Your task: Below are several entries. Transcribe exactly those lines that fall from the one with "pub fn collect_current_values(template: &DashboardTemplate)" through the one with "let mut doc", end lines included.

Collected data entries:
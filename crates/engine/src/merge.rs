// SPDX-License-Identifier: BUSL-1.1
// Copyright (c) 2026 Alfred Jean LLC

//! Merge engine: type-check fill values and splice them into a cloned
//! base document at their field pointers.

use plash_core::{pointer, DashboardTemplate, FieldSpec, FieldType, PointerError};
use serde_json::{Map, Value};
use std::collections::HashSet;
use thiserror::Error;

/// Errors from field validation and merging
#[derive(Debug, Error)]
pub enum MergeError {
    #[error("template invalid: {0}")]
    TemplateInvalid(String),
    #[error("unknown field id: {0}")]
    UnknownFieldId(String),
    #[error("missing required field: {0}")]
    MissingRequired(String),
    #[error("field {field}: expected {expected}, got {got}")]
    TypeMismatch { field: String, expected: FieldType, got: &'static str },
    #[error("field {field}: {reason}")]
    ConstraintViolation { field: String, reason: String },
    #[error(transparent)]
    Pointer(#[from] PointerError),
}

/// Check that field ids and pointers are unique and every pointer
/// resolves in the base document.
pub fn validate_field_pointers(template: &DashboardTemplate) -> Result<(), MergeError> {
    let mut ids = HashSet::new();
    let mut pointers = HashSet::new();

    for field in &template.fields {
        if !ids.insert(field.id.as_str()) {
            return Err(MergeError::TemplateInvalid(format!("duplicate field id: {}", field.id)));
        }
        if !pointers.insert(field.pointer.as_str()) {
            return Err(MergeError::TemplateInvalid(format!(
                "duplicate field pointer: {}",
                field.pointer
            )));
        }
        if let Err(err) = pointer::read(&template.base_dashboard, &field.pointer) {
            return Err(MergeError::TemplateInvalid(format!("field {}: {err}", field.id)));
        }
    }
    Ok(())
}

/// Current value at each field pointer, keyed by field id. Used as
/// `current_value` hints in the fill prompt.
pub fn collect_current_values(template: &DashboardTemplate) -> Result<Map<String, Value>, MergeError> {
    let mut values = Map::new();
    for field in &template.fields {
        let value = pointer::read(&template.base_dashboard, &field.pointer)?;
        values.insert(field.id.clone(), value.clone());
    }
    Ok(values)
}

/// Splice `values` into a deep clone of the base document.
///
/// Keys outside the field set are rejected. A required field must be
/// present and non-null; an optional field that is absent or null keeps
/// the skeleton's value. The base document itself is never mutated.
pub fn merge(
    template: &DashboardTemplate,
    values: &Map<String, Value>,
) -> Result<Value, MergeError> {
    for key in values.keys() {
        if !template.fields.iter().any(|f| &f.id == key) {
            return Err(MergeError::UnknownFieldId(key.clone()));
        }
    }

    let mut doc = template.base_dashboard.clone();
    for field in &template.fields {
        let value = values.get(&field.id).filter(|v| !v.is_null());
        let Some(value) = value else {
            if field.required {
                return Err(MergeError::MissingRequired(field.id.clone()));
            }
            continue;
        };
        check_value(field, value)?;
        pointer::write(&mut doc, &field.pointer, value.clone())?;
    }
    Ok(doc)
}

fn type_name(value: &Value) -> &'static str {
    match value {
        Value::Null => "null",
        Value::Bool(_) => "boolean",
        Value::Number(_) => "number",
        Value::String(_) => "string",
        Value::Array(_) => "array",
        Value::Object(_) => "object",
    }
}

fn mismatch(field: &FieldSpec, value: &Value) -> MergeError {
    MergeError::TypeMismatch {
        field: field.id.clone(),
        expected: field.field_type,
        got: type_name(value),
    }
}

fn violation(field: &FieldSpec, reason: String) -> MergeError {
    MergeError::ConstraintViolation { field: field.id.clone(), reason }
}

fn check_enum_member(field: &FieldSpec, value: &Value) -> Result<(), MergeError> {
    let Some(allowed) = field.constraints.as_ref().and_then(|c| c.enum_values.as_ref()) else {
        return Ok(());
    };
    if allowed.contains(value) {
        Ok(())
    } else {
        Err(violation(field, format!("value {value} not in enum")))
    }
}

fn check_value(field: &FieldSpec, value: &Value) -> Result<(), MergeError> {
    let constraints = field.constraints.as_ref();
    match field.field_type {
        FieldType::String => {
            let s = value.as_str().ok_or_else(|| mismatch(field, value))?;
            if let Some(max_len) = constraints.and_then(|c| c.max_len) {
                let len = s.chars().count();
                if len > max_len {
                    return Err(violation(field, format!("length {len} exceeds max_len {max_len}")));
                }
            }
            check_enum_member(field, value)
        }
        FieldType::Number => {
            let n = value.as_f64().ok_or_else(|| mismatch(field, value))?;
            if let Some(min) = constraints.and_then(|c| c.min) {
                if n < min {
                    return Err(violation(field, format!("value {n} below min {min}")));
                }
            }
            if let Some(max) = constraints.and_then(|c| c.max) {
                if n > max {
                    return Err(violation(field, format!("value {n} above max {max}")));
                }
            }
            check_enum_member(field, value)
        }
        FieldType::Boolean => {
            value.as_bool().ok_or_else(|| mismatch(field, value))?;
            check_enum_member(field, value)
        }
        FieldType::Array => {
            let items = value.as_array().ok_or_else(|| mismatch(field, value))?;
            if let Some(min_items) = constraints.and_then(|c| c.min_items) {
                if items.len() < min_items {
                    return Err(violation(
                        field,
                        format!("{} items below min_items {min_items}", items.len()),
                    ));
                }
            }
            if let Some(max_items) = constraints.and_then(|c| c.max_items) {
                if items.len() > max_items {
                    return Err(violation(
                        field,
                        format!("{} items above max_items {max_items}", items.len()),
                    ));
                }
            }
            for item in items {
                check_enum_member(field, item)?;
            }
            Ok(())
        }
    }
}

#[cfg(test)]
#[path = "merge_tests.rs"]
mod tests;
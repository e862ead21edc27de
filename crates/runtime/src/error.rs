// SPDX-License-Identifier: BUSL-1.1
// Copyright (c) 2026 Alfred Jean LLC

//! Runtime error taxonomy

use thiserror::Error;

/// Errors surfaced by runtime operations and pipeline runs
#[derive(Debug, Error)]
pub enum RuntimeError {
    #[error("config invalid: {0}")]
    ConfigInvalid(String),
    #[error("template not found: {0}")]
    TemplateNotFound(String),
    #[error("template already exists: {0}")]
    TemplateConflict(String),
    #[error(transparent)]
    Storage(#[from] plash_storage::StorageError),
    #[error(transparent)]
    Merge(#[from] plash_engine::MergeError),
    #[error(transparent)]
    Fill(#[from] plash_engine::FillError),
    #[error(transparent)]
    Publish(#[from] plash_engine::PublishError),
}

Answer to the exercise:
pub fn collect_current_values(template: &DashboardTemplate) -> Result<Map<String, Value>, MergeError> {
    let mut values = Map::new();
    for field in &template.fields {
        let value = pointer::read(&template.base_dashboard, &field.pointer)?;
        values.insert(field.id.clone(), value.clone());
    }
    Ok(values)
}

/// Splice `values` into a deep clone of the base document.
///
/// Keys outside the field set are rejected. A required field must be
/// present and non-null; an optional field that is absent or null keeps
/// the skeleton's value. The base document itself is never mutated.
pub fn merge(
    template: &DashboardTemplate,
    values: &Map<String, Value>,
) -> Result<Value, MergeError> {
    for key in values.keys() {
        if !template.fields.iter().any(|f| &f.id == key) {
            return Err(MergeError::UnknownFieldId(key.clone()));
        }
    }

    let mut doc = template.base_dashboard.clone();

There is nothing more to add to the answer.